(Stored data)

__________

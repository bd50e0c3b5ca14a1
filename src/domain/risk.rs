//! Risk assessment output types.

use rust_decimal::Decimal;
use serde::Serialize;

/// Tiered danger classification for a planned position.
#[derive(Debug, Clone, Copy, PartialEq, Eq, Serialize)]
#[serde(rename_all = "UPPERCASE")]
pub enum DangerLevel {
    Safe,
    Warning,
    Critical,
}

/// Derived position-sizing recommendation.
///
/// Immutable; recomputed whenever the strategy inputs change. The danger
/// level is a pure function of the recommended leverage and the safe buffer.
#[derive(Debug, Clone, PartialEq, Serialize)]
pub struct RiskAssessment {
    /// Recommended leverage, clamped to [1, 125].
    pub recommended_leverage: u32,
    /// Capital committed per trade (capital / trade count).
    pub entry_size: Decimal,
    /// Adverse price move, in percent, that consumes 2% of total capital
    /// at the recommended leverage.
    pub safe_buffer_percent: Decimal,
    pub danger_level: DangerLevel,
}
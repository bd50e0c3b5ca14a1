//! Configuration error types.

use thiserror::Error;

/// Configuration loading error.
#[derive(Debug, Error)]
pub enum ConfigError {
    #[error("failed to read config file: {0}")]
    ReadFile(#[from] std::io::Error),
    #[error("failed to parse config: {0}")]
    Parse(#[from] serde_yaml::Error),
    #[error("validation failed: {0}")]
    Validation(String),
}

__________

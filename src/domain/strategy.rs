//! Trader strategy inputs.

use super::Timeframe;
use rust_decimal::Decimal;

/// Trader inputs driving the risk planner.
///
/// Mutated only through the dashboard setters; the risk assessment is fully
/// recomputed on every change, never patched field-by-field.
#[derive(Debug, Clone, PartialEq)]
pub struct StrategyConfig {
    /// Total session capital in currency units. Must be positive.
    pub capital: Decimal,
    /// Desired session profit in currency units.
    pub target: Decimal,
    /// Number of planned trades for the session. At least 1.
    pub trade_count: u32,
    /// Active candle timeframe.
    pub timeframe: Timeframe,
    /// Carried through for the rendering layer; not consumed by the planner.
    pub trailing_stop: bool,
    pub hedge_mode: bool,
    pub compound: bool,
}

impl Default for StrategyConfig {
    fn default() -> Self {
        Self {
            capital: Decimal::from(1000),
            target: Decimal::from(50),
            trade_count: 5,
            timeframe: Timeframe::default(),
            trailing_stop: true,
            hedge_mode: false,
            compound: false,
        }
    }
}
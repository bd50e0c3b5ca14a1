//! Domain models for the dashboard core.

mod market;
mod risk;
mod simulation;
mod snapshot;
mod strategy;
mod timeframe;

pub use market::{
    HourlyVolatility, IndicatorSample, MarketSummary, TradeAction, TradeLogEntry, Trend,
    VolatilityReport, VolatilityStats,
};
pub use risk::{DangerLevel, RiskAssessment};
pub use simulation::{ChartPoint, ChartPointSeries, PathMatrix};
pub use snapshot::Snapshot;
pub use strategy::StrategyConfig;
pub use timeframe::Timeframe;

__________

= EXERCISE =
Please find every line in the records that contains the word "types", and copy it out.

= COMPLETED EXERCISE =
//! Risk assessment output types.
//! Configuration error types.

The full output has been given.